Task description: The reply should be a single number: the count of lines below that contain the word "runner".

Listed records:
---

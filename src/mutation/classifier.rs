//! Decides a mutant's outcome from what happened to it.

use super::MutantOutcome;
use crate::coverage::TestId;
use crate::runner::{RunStatus, TestRunReport};

/// Everything known about one mutant once its processing has finished.
#[derive(Debug, Clone, Default)]
pub struct Evidence {
    pub ignored: bool,
    pub selected_tests: usize,
    /// The mutant could not be printed or failed the round-trip check
    pub build_error: Option<String>,
    /// The runner could not be started, even after retrying
    pub infra_error: Option<String>,
    /// The outer deadline fired before the runner returned
    pub deadline_exceeded: bool,
    pub run: Option<TestRunReport>,
}

#[derive(Debug, Clone, PartialEq, Eq)]
pub struct Verdict {
    pub outcome: MutantOutcome,
    pub killing_tests: Vec<TestId>,
    pub diagnostic: Option<String>,
}

impl Verdict {
    fn plain(outcome: MutantOutcome) -> Self {
        Self {
            outcome,
            killing_tests: Vec::new(),
            diagnostic: None,
        }
    }

    fn error(diagnostic: String) -> Self {
        Self {
            outcome: MutantOutcome::Error,
            killing_tests: Vec::new(),
            diagnostic: Some(diagnostic),
        }
    }
}

/// First match wins: ignored, not covered, error, timed out, killed, escaped.
pub fn classify(evidence: &Evidence) -> Verdict {
    if evidence.ignored {
        return Verdict::plain(MutantOutcome::Ignored);
    }
    if evidence.selected_tests == 0 {
        return Verdict::plain(MutantOutcome::NotCovered);
    }
    if let Some(e) = &evidence.build_error {
        return Verdict::error(e.clone());
    }
    if let Some(e) = &evidence.infra_error {
        return Verdict::error(e.clone());
    }
    if let Some(RunStatus::CompileError) = evidence.run.as_ref().map(|run| run.status) {
        let output = evidence
            .run
            .as_ref()
            .map(|run| run.output.clone())
            .unwrap_or_default();
        return Verdict::error(format!("mutant does not compile:\n{}", output));
    }
    if evidence.deadline_exceeded
        || matches!(evidence.run.as_ref().map(|run| run.status), Some(RunStatus::TimedOut))
    {
        return Verdict::plain(MutantOutcome::TimedOut);
    }

    match &evidence.run {
        Some(run) if run.status == RunStatus::Failed => Verdict {
            outcome: MutantOutcome::Killed,
            killing_tests: run.failed.clone(),
            diagnostic: None,
        },
        Some(_) => Verdict::plain(MutantOutcome::Escaped),
        None => Verdict::error("mutant was never run".to_string()),
    }
}

#[cfg(test)]
mod tests {
    use super::*;
    use std::time::Duration;

    fn report(status: RunStatus, failed: &[&str]) -> TestRunReport {
        TestRunReport {
            status,
            passed: vec![],
            failed: failed.iter().map(|t| TestId::from(*t)).collect(),
            output: "output".to_string(),
            duration: Duration::from_millis(10),
            pid: None,
        }
    }

    fn covered(run: Option<TestRunReport>) -> Evidence {
        Evidence {
            selected_tests: 2,
            run,
            ..Evidence::default()
        }
    }

    #[test]
    fn test_ignored_wins_over_everything() {
        let evidence = Evidence {
            ignored: true,
            selected_tests: 0,
            build_error: Some("broken".to_string()),
            deadline_exceeded: true,
            ..Evidence::default()
        };
        assert_eq!(classify(&evidence).outcome, MutantOutcome::Ignored);
    }

    #[test]
    fn test_not_covered_before_error() {
        let evidence = Evidence {
            build_error: Some("broken".to_string()),
            ..Evidence::default()
        };
        assert_eq!(classify(&evidence).outcome, MutantOutcome::NotCovered);
    }

    #[test]
    fn test_errors_carry_diagnostics() {
        let evidence = Evidence {
            selected_tests: 1,
            infra_error: Some("cannot spawn".to_string()),
            deadline_exceeded: true,
            ..Evidence::default()
        };
        let verdict = classify(&evidence);
        assert_eq!(verdict.outcome, MutantOutcome::Error);
        assert_eq!(verdict.diagnostic.as_deref(), Some("cannot spawn"));

        let verdict = classify(&covered(Some(report(RunStatus::CompileError, &[]))));
        assert_eq!(verdict.outcome, MutantOutcome::Error);
        assert!(verdict.diagnostic.unwrap().contains("does not compile"));
    }

    #[test]
    fn test_timeout_before_kill() {
        let mut evidence = covered(Some(report(RunStatus::Failed, &["t1"])));
        evidence.deadline_exceeded = true;
        assert_eq!(classify(&evidence).outcome, MutantOutcome::TimedOut);

        let evidence = covered(Some(report(RunStatus::TimedOut, &[])));
        assert_eq!(classify(&evidence).outcome, MutantOutcome::TimedOut);
    }

    #[test]
    fn test_killed_and_escaped() {
        let verdict = classify(&covered(Some(report(RunStatus::Failed, &["t1"]))));
        assert_eq!(verdict.outcome, MutantOutcome::Killed);
        assert_eq!(verdict.killing_tests, vec![TestId::from("t1")]);

        let verdict = classify(&covered(Some(report(RunStatus::Passed, &[]))));
        assert_eq!(verdict.outcome, MutantOutcome::Escaped);
        assert!(verdict.killing_tests.is_empty());
    }

    #[test]
    fn test_missing_run_is_an_error() {
        assert_eq!(classify(&covered(None)).outcome, MutantOutcome::Error);
    }
}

---

Output for this task: 3